In summary, the contributions of this paper are the following:

•

We contribute the first pairwise GUI dataset between Android phones and tablets ¹¹1https://github.com/huhanGitHub/papt.
•

We provide the detailed procedure of data collection and open source our data collection tool.

2. Related Work

2.1. Android GUI dataset

The research community has collected datasets to facilitate diverse deep learning-based applications in the realm of mobile app design. Rico (Deka et al., 2017) is the largest publicly available Android GUI dataset containing 72,219 screenshots from 9,772 apps. It was built by the combination of crowdsourcing and automation and has been widely used as the primary data source for GUI modeling research. However, several weaknesses (Deka et al., 2021; Lee et al., 2020), such as noise and erroneous labeling, have been identified in Rico. To tackle these issues, a series of Android GUI datasets curated utilizing filtering and repairing mechanisms are introduced. Enrico (Leiva et al., 2020) is the first enhanced dataset drawn from Rico, which is used for mobile layout design categorization and consists of 1460 high-quality screenshots produced by human revision, covering 20 different GUI design topics. The VINS dataset (Bunian et al., 2021), developed specifically for detecting GUI elements, comprises 2,740 Android screenshots manually collected from various sources including Rico and Google Play. Since the data cleaning process for both the Enrico and VINS datasets involves humans, adopting such approaches to improve existing Android GUI datasets at scale is expensive and time-consuming. To this end, CLAY (Li et al., 2022) employs deep learning models to automatically denoise Android screen layouts and create a large-scale GUI dataset with 59,555 screenshots on the basis of Rico.
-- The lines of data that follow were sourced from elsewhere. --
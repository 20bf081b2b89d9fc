//! Calendar API types and data structures.

use chrono::{DateTime, NaiveDate, Utc};
use serde::{Deserialize, Serialize};

use crate::range::DateRange;

/// Calendar event as cached and returned to callers.
#[derive(Debug, Clone, PartialEq, Serialize, Deserialize)]
pub struct CalendarEvent {
    pub id: String,
    pub title: String,
    pub description: Option<String>,
    pub start_date: DateTime<Utc>,
    pub end_date: DateTime<Utc>,
    pub location: Option<String>,
    #[serde(default)]
    pub attendees: Vec<Attendee>,
    #[serde(default)]
    pub category: EventCategory,
    pub color: String,
    pub is_all_day: bool,
    pub created_at: DateTime<Utc>,
    pub updated_at: DateTime<Utc>,
}

/// Event category.
#[derive(Debug, Clone, Copy, Serialize, Deserialize, PartialEq, Eq, Hash, Default)]
#[serde(rename_all = "lowercase")]
pub enum EventCategory {
    Meeting,
    Personal,
    Work,
    Reminder,
    Holiday,
    #[default]
    Other,
}

impl EventCategory {
    fn parse(value: &str) -> Self {
        match value.to_ascii_lowercase().as_str() {
            "meeting" => Self::Meeting,
            "personal" => Self::Personal,
            "work" => Self::Work,
            "reminder" => Self::Reminder,
            "holiday" => Self::Holiday,
            _ => Self::Other,
        }
    }

    pub fn as_str(self) -> &'static str {
        match self {
            Self::Meeting => "meeting",
            Self::Personal => "personal",
            Self::Work => "work",
            Self::Reminder => "reminder",
            Self::Holiday => "holiday",
            Self::Other => "other",
        }
    }

    /// Display color used when the upstream event carries none.
    pub fn default_color(self) -> &'static str {
        match self {
            Self::Meeting => "#3b82f6",
            Self::Personal => "#10b981",
            Self::Work => "#6366f1",
            Self::Reminder => "#f59e0b",
            Self::Holiday => "#ef4444",
            Self::Other => "#6b7280",
        }
    }
}

/// Event attendee.
#[derive(Debug, Clone, Serialize, Deserialize, PartialEq)]
pub struct Attendee {
    pub email: String,
    pub display_name: Option<String>,
    pub response_status: ResponseStatus,
    pub is_organizer: bool,
}

/// Attendee response status.
#[derive(Debug, Clone, Copy, Serialize, Deserialize, PartialEq, Eq, Default)]
pub enum ResponseStatus {
    #[default]
    NeedsAction,
    Declined,
    Tentative,
    Accepted,
}

impl CalendarEvent {
    /// Convert API response to local event.
    ///
    /// `now` stands in for missing timestamps.
    pub fn from_api(api: ApiEvent, now: DateTime<Utc>) -> Self {
        let (start_date, is_all_day) = api
            .start
            .as_ref()
            .and_then(parse_event_time)
            .unwrap_or((now, false));

        let end_date = api
            .end
            .as_ref()
            .and_then(parse_event_time)
            .map_or(start_date, |(end, _)| end);

        let category = api
            .category
            .as_deref()
            .map(EventCategory::parse)
            .unwrap_or_default();

        let attendees = api
            .attendees
            .into_iter()
            .map(|a| {
                let response_status = match a.response_status.as_deref() {
                    Some("accepted") => ResponseStatus::Accepted,
                    Some("declined") => ResponseStatus::Declined,
                    Some("tentative") => ResponseStatus::Tentative,
                    _ => ResponseStatus::NeedsAction,
                };
                Attendee {
                    email: a.email,
                    display_name: a.display_name,
                    response_status,
                    is_organizer: a.organizer,
                }
            })
            .collect();

        Self {
            id: api.id,
            title: api.summary.unwrap_or_default(),
            description: api.description,
            start_date,
            end_date,
            location: api.location,
            attendees,
            category,
            color: api
                .color
                .unwrap_or_else(|| category.default_color().to_string()),
            is_all_day,
            created_at: parse_timestamp(api.created.as_deref()).unwrap_or(now),
            updated_at: parse_timestamp(api.updated.as_deref()).unwrap_or(now),
        }
    }

    /// Whether the event falls on `date` (UTC).
    ///
    /// An event counts for every day it overlaps, and zero-length events count
    /// for the day they start on.
    pub fn occurs_on(&self, date: NaiveDate) -> bool {
        let day = DateRange::day(date);
        self.start_date.date_naive() == date
            || (self.start_date < day.end && self.end_date > day.start)
    }

    /// Days touched by this event, for cache invalidation.
    pub fn date_range(&self) -> DateRange {
        DateRange::from_dates(self.start_date.date_naive(), self.end_date.date_naive())
    }
}

/// Event to be created upstream.
#[derive(Debug, Clone, PartialEq, Serialize)]
pub struct NewEvent {
    pub title: String,
    pub description: Option<String>,
    pub start_date: DateTime<Utc>,
    pub end_date: DateTime<Utc>,
    pub location: Option<String>,
    pub category: EventCategory,
    pub is_all_day: bool,
}

impl NewEvent {
    pub fn new(title: impl Into<String>, start_date: DateTime<Utc>, end_date: DateTime<Utc>) -> Self {
        Self {
            title: title.into(),
            description: None,
            start_date,
            end_date,
            location: None,
            category: EventCategory::Other,
            is_all_day: false,
        }
    }

    /// Request body in the upstream wire format.
    pub fn to_api_body(&self) -> serde_json::Value {
        let mut body = serde_json::json!({
            "summary": self.title,
            "start": api_time(self.start_date, self.is_all_day),
            "end": api_time(self.end_date, self.is_all_day),
            "category": self.category.as_str(),
        });
        if let Some(description) = &self.description {
            body["description"] = serde_json::json!(description);
        }
        if let Some(location) = &self.location {
            body["location"] = serde_json::json!(location);
        }
        body
    }
}

/// Partial update; `None` fields are left unchanged upstream.
#[derive(Debug, Clone, Default, PartialEq, Serialize)]
pub struct EventUpdate {
    pub title: Option<String>,
    pub description: Option<String>,
    pub start_date: Option<DateTime<Utc>>,
    pub end_date: Option<DateTime<Utc>>,
    pub location: Option<String>,
    pub category: Option<EventCategory>,
}

impl EventUpdate {
    /// Whether the update can move the event to other days.
    pub fn moves_event(&self) -> bool {
        self.start_date.is_some() || self.end_date.is_some()
    }

    pub fn to_api_body(&self) -> serde_json::Value {
        let mut body = serde_json::Map::new();
        if let Some(title) = &self.title {
            body.insert("summary".into(), serde_json::json!(title));
        }
        if let Some(description) = &self.description {
            body.insert("description".into(), serde_json::json!(description));
        }
        if let Some(start) = self.start_date {
            body.insert("start".into(), api_time(start, false));
        }
        if let Some(end) = self.end_date {
            body.insert("end".into(), api_time(end, false));
        }
        if let Some(location) = &self.location {
            body.insert("location".into(), serde_json::json!(location));
        }
        if let Some(category) = self.category {
            body.insert("category".into(), serde_json::json!(category.as_str()));
        }
        serde_json::Value::Object(body)
    }
}

// API Response Types

/// Upstream event representation.
#[derive(Debug, Deserialize)]
#[serde(rename_all = "camelCase")]
pub struct ApiEvent {
    pub id: String,
    pub summary: Option<String>,
    pub description: Option<String>,
    pub location: Option<String>,
    pub start: Option<ApiEventTime>,
    pub end: Option<ApiEventTime>,
    #[serde(default)]
    pub attendees: Vec<ApiAttendee>,
    pub category: Option<String>,
    pub color: Option<String>,
    pub created: Option<String>,
    pub updated: Option<String>,
}

#[derive(Debug, Deserialize)]
#[serde(rename_all = "camelCase")]
pub struct ApiEventTime {
    pub date_time: Option<String>,
    pub date: Option<String>,
    pub time_zone: Option<String>,
}

#[derive(Debug, Deserialize)]
#[serde(rename_all = "camelCase")]
pub struct ApiAttendee {
    pub email: String,
    pub display_name: Option<String>,
    pub response_status: Option<String>,
    #[serde(default)]
    pub organizer: bool,
}

/// API response for event list.
#[derive(Debug, Deserialize)]
#[serde(rename_all = "camelCase")]
pub struct EventListResponse {
    #[serde(default)]
    pub items: Vec<ApiEvent>,
    pub next_page_token: Option<String>,
}

fn parse_event_time(api: &ApiEventTime) -> Option<(DateTime<Utc>, bool)> {
    if let Some(dt) = parse_timestamp(api.date_time.as_deref()) {
        return Some((dt, false));
    }
    let date = NaiveDate::parse_from_str(api.date.as_deref()?, "%Y-%m-%d").ok()?;
    Some((DateRange::day(date).start, true))
}

fn parse_timestamp(value: Option<&str>) -> Option<DateTime<Utc>> {
    DateTime::parse_from_rfc3339(value?)
        .ok()
        .map(|dt| dt.with_timezone(&Utc))
}

fn api_time(at: DateTime<Utc>, all_day: bool) -> serde_json::Value {
    if all_day {
        serde_json::json!({ "date": at.format("%Y-%m-%d").to_string() })
    } else {
        serde_json::json!({ "dateTime": at.to_rfc3339() })
    }
}

#[cfg(test)]
mod tests {
    #![allow(clippy::unwrap_used, clippy::expect_used, clippy::panic)]
    use super::*;
    use chrono::TimeZone;

    fn now() -> DateTime<Utc> {
        Utc.with_ymd_and_hms(2024, 1, 15, 12, 0, 0).unwrap()
    }

    #[test]
    fn test_event_from_api() {
        let json = r#"{
            "id": "event123",
            "summary": "Team Meeting",
            "description": "Weekly sync",
            "location": "Conference Room A",
            "start": {"dateTime": "2024-02-01T10:00:00Z"},
            "end": {"dateTime": "2024-02-01T11:00:00Z"},
            "category": "Meeting",
            "created": "2024-01-20T08:00:00Z",
            "attendees": [
                {"email": "a@example.com", "responseStatus": "accepted", "organizer": true}
            ]
        }"#;

        let api_event: ApiEvent = serde_json::from_str(json).unwrap();
        let event = CalendarEvent::from_api(api_event, now());

        assert_eq!(event.id, "event123");
        assert_eq!(event.title, "Team Meeting");
        assert_eq!(event.category, EventCategory::Meeting);
        assert_eq!(event.color, "#3b82f6");
        assert!(!event.is_all_day);
        assert_eq!(event.start_date, Utc.with_ymd_and_hms(2024, 2, 1, 10, 0, 0).unwrap());
        assert_eq!(event.created_at, Utc.with_ymd_and_hms(2024, 1, 20, 8, 0, 0).unwrap());
        assert_eq!(event.updated_at, now());
        assert_eq!(event.attendees[0].response_status, ResponseStatus::Accepted);
        assert!(event.attendees[0].is_organizer);
    }

    #[test]
    fn test_all_day_event() {
        let json = r##"{
            "id": "event456",
            "summary": "Holiday",
            "start": {"date": "2024-12-25"},
            "end": {"date": "2024-12-26"},
            "color": "#000000"
        }"##;

        let api_event: ApiEvent = serde_json::from_str(json).unwrap();
        let event = CalendarEvent::from_api(api_event, now());

        assert!(event.is_all_day);
        assert_eq!(event.color, "#000000");
        assert_eq!(event.category, EventCategory::Other);
        assert!(event.occurs_on(NaiveDate::from_ymd_opt(2024, 12, 25).unwrap()));
        assert!(!event.occurs_on(NaiveDate::from_ymd_opt(2024, 12, 26).unwrap()));
    }

    #[test]
    fn test_multi_day_event_occurs_on_each_day() {
        let api_event: ApiEvent = serde_json::from_str(
            r#"{"id": "trip", "start": {"dateTime": "2024-03-01T18:00:00Z"},
                "end": {"dateTime": "2024-03-03T09:00:00Z"}}"#,
        )
        .unwrap();
        let event = CalendarEvent::from_api(api_event, now());

        for day in 1..=3 {
            assert!(event.occurs_on(NaiveDate::from_ymd_opt(2024, 3, day).unwrap()));
        }
        assert!(!event.occurs_on(NaiveDate::from_ymd_opt(2024, 3, 4).unwrap()));
        assert_eq!(event.date_range().days(), 3);
    }

    #[test]
    fn test_new_event_body() {
        let start = Utc.with_ymd_and_hms(2024, 2, 1, 10, 0, 0).unwrap();
        let mut event = NewEvent::new("Standup", start, start + chrono::Duration::minutes(15));
        event.location = Some("Room 4".into());

        let body = event.to_api_body();
        assert_eq!(body["summary"], "Standup");
        assert_eq!(body["start"]["dateTime"], start.to_rfc3339());
        assert_eq!(body["location"], "Room 4");
        assert!(body.get("description").is_none());
    }

    #[test]
    fn test_update_body_only_contains_changes() {
        let update = EventUpdate {
            title: Some("Renamed".into()),
            ..Default::default()
        };
        assert_eq!(update.to_api_body(), serde_json::json!({"summary": "Renamed"}));
        assert!(!update.moves_event());
    }
}
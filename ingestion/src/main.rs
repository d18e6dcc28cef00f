//! Order ingestion API server.
//!
//! # Usage
//!
//! ```bash
//! KAFKA_BROKERS=localhost:9092 ORDER_QUEUE=order_placed LISTEN_ADDR=0.0.0.0:3000 \
//!   cargo run --bin orderflow-ingestion
//! ```
//!
//! # API Endpoints
//!
//! - `POST /api/orders` - Submit an order
//! - `GET /api/orders/stats` - Acceptance statistics
//! - `GET /api/validation-rules` - Validation rule descriptions
//! - `POST /order` - Legacy submission path
//! - `GET /health` - Broker-aware health check
//!
//! # Example Request
//!
//! ```bash
//! curl -X POST http://localhost:3000/api/orders \
//!   -H "Content-Type: application/json" \
//!   -d '{"OrderId": "ORD-001", "ProductId": "PROD-123", "Quantity": 5}'
//! ```

use orderflow_broker::{KafkaOrderBus, RECONNECT_DELAY};
use orderflow_core::broker::OrderPublisher;
use orderflow_core::environment::SystemClock;
use orderflow_ingestion::{IngestionConfig, IngestionStats, OrderService};
use std::sync::Arc;
use tracing::info;
use tracing_subscriber::EnvFilter;

#[tokio::main]
async fn main() -> Result<(), Box<dyn std::error::Error>> {
    tracing_subscriber::fmt()
        .with_env_filter(EnvFilter::try_from_default_env().unwrap_or_else(|_| "info".into()))
        .init();

    let config = IngestionConfig::from_env();
    info!(
        brokers = %config.brokers,
        queue = %config.queue,
        listen_addr = %config.listen_addr,
        "Starting order ingestion service"
    );

    let bus = Arc::new(
        KafkaOrderBus::builder()
            .brokers(&config.brokers)
            .queue(&config.queue)
            .build()?,
    );

    // Probe the broker until the first connection succeeds; the API serves
    // (and 503s) in the meantime. Publish outcomes keep the status fresh
    // afterwards.
    let probe_bus = Arc::clone(&bus);
    tokio::spawn(async move {
        loop {
            if probe_bus.refresh_connection().await {
                info!("Connected to order broker");
                break;
            }
            tracing::warn!(delay = ?RECONNECT_DELAY, "Broker unreachable, retrying");
            tokio::time::sleep(RECONNECT_DELAY).await;
        }
    });

    let stats = Arc::new(IngestionStats::new(chrono::Utc::now()));
    let publisher: Arc<dyn OrderPublisher> = Arc::clone(&bus) as Arc<dyn OrderPublisher>;
    let service = Arc::new(OrderService::new(publisher, stats, Arc::new(SystemClock)));

    let app = orderflow_ingestion::app(service);
    let listener = tokio::net::TcpListener::bind(&config.listen_addr).await?;
    info!(addr = %config.listen_addr, "Ingestion API listening");

    axum::serve(listener, app)
        .with_graceful_shutdown(shutdown_signal())
        .await?;

    bus.close();
    info!("Ingestion service stopped");
    Ok(())
}

/// Resolves on ctrl-c or SIGTERM.
async fn shutdown_signal() {
    let ctrl_c = async {
        if let Err(e) = tokio::signal::ctrl_c().await {
            tracing::error!(error = %e, "Failed to install ctrl-c handler");
        }
    };

    #[cfg(unix)]
    let terminate = async {
        match tokio::signal::unix::signal(tokio::signal::unix::SignalKind::terminate()) {
            Ok(mut signal) => {
                signal.recv().await;
            },
            Err(e) => tracing::error!(error = %e, "Failed to install SIGTERM handler"),
        }
    };

    #[cfg(not(unix))]
    let terminate = std::future::pending::<()>();

    tokio::select! {
        () = ctrl_c => {},
        () = terminate => {},
    }
    info!("Shutdown signal received");
}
Apart from these Rico-based GUI datasets, several works (Chen et al., 2018, 2019, 2020a, 2020b; Wang et al., 2021; Hu et al., 2019, 2023a, 2023b, 2023d, 2023c; Chen et al., 2021; Huang et al., 2021) also build their datasets for various GUI-related tasks such as Skeleton Generation, search and component prediction.

Despite improvements in recent Android GUI datasets, they are lack of updates so that some of their GUI styles are out-of-date. More importantly, none of the datasets provides pairwise GUI pages between different mobile devices. To fill the current gaps, we first introduce a pairwise dataset consisting of 10,035 phone-tablet GUI page pairs collected from 5,593 phone-tablet app pairs (Hu et al., 2023d), which can be used for GUI conversion, retrieval, and recommendation between Android phones and tablets.

2.2. Layout Generation

As one of the main goals for our dataset is to facilitate the GUI conversion between Android and tablet apps, we apply layout generation techniques to our dataset. Here we present a succinct review of existing layout generation techniques. LayoutGAN (Li et al., 2019) is the first approach that utilizes a generative model (i.e., Generative Adversarial Network) to generate layouts. In particular, it adopts self-attention layers to generate a realistic layout and proposes a novel differentiable wireframe rendering layer to enable Convolutional Neural Network (CNN)-based discrimination. LayoutVAE (Jyothi et al., 2019) is an autoregressive generative model, which uses Long Short-Term Memory (Hochreiter and Schmidhuber, 1997) to consolidate the information from multiple UI elements and leverages Variational Autoencoders (VAEs) (Kingma and Welling, 2013) to generate layouts. Recently, VTN (Arroyo et al., 2021) also exploits VAE architecture but both encoder and decoder are substituted with Transformers (Vaswani et al., 2017). Equipped with self-attention layers, VTN possesses the capacity to learn appropriate layout arrangements without annotations. At the same time, LayoutTransformer (Gupta et al., 2021), a purely Transformer-based framework, is proposed for layout generation. It captures co-occurrences and implicit relationships among elements in layouts and uses such captured features to produce layouts with bounding boxes as units. Based on our experiment results, we find that current layout generation models have limited capacity for GUI conversion between Android and tablet layouts, suggesting the potential research direction in automated GUI development.

2.3. GUI Design Search

Another goal of our dataset is to support the GUI retrieval that searches and recommends the comparable tablet GUI design in accordance with an Android GUI design. We thus employ GUI design search techniques for our dataset. Many research efforts have been made in GUI design search in recent years. Rico (Deka et al., 2017) is a neural-based training framework that aims to facilitate query-by-example search. It provides a layout-encoding vector representation for each UI and offers a variety of visual representations for search engines. GUIFetch (Behrang et al., 2018) searches GUI design by leveraging a code-search technique, which retrieves the most similar GUI code for users based on their provided sketches. WAE (Chen et al., 2020a) is a wireframe-based searching model that utilizes image autoencoder architecture to address the challenge of labeling large-scale GUI designs. In light of the experiment results, deep learning-based approaches are able to achieve satisfactory performance. Moreover, we anticipate the research community can dedicate more effort to the GUI retrieval between Android and tablet apps as this area is yet under-explored.

3. Dataset

In this section, we introduce the data source of this dataset in subsection 3.1, the collection approach in subsection 3.2, the collection tool in subsection 3.3, the format of a GUI pair in subsection 3.4, the statistics of the dataset in subsection 3.5, and how to access the dataset in subsection 3.6. We also illustrate the advantages of our dataset compared to other current datasets in subsection 3.7.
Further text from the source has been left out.